▸ Task goal: Only an exact, line-for-line copy of the data will serve as the answer.

(Collected data entries)

---+---

// Copyright 2025-Present Datadog, Inc. https://www.datadoghq.com/
// SPDX-License-Identifier: Apache-2.0

//! Span context recorded by the active tracer.

use std::fmt;

/// Identifies the span a log record was emitted under.
///
/// A zero `trace_id` or `span_id` means the id is not set, matching both the
/// W3C and Datadog conventions for invalid ids.
///
/// # Example
///
/// ```
/// use datadog_context_logger::SpanContext;
///
/// let span = SpanContext::new(0x4bf9_2f35_77b3_4da6_a3ce_929d_0e0e_4736, 0x00f0_67aa_0ba9_02b7);
/// assert_eq!(span.trace_id_hex(), "4bf92f3577b34da6a3ce929d0e0e4736");
/// assert_eq!(span.span_id_hex(), "00f067aa0ba902b7");
/// ```
#[derive(Clone, Copy, Default, Debug, PartialEq, Eq, Hash)]
pub struct SpanContext {
    /// Full 128-bit trace id. Datadog headers carry the high 64 bits in the
    /// `_dd.p.tid` tag.
    pub trace_id: u128,
    pub span_id: u64,
}

impl SpanContext {
    #[must_use]
    pub fn new(trace_id: u128, span_id: u64) -> Self {
        Self { trace_id, span_id }
    }

    #[must_use]
    pub fn has_trace_id(&self) -> bool {
        self.trace_id != 0
    }

    #[must_use]
    pub fn has_span_id(&self) -> bool {
        self.span_id != 0
    }

    /// Trace id as 32 lowercase hex digits.
    #[must_use]
    pub fn trace_id_hex(&self) -> String {
        format!("{:032x}", self.trace_id)
    }

    /// Span id as 16 lowercase hex digits.
    #[must_use]
    pub fn span_id_hex(&self) -> String {
        format!("{:016x}", self.span_id)
    }
}

impl fmt::Display for SpanContext {
    fn fmt(&self, f: &mut fmt::Formatter<'_>) -> fmt::Result {
        write!(f, "{}-{}", self.trace_id_hex(), self.span_id_hex())
    }
}

#[cfg(test)]
mod tests {
    use super::*;

    #[test]
    fn test_display_joins_ids() {
        let span = SpanContext::new(0x4bf9_2f35_77b3_4da6_a3ce_929d_0e0e_4736, 0x00f0_67aa_0ba9_02b7);
        assert_eq!(
            span.to_string(),
            "4bf92f3577b34da6a3ce929d0e0e4736-00f067aa0ba902b7"
        );
    }

    #[test]
    fn test_short_ids_are_zero_padded() {
        let span = SpanContext::new(1, 2);
        assert_eq!(span.trace_id_hex(), "00000000000000000000000000000001");
        assert_eq!(span.span_id_hex(), "0000000000000002");
    }

    #[test]
    fn test_zero_ids_are_unset() {
        let span = SpanContext::default();
        assert!(!span.has_trace_id());
        assert!(!span.has_span_id());
    }
}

---+---

▸ Solution:
// Copyright 2025-Present Datadog, Inc. https://www.datadoghq.com/
// SPDX-License-Identifier: Apache-2.0

//! Span context recorded by the active tracer.

use std::fmt;

/// Identifies the span a log record was emitted under.
///
/// A zero `trace_id` or `span_id` means the id is not set, matching both the
/// W3C and Datadog conventions for invalid ids.
///
/// # Example
///
/// ```
/// use datadog_context_logger::SpanContext;
///
/// let span = SpanContext::new(0x4bf9_2f35_77b3_4da6_a3ce_929d_0e0e_4736, 0x00f0_67aa_0ba9_02b7);
/// assert_eq!(span.trace_id_hex(), "4bf92f3577b34da6a3ce929d0e0e4736");
/// assert_eq!(span.span_id_hex(), "00f067aa0ba902b7");
/// ```
#[derive(Clone, Copy, Default, Debug, PartialEq, Eq, Hash)]
pub struct SpanContext {
    /// Full 128-bit trace id. Datadog headers carry the high 64 bits in the
    /// `_dd.p.tid` tag.
    pub trace_id: u128,
    pub span_id: u64,
}

impl SpanContext {
    #[must_use]
    pub fn new(trace_id: u128, span_id: u64) -> Self {
        Self { trace_id, span_id }
    }

    #[must_use]
    pub fn has_trace_id(&self) -> bool {
        self.trace_id != 0
    }

    #[must_use]
    pub fn has_span_id(&self) -> bool {
        self.span_id != 0
    }

    /// Trace id as 32 lowercase hex digits.
    #[must_use]
    pub fn trace_id_hex(&self) -> String {
        format!("{:032x}", self.trace_id)
    }

    /// Span id as 16 lowercase hex digits.
    #[must_use]
    pub fn span_id_hex(&self) -> String {
        format!("{:016x}", self.span_id)
    }
}

impl fmt::Display for SpanContext {
    fn fmt(&self, f: &mut fmt::Formatter<'_>) -> fmt::Result {
        write!(f, "{}-{}", self.trace_id_hex(), self.span_id_hex())
    }
}

#[cfg(test)]
mod tests {
    use super::*;

    #[test]
    fn test_display_joins_ids() {
        let span = SpanContext::new(0x4bf9_2f35_77b3_4da6_a3ce_929d_0e0e_4736, 0x00f0_67aa_0ba9_02b7);
        assert_eq!(
            span.to_string(),
            "4bf92f3577b34da6a3ce929d0e0e4736-00f067aa0ba902b7"
        );
    }

    #[test]
    fn test_short_ids_are_zero_padded() {
        let span = SpanContext::new(1, 2);
        assert_eq!(span.trace_id_hex(), "00000000000000000000000000000001");
        assert_eq!(span.span_id_hex(), "0000000000000002");
    }

    #[test]
    fn test_zero_ids_are_unset() {
        let span = SpanContext::default();
        assert!(!span.has_trace_id());
        assert!(!span.has_span_id());
    }
}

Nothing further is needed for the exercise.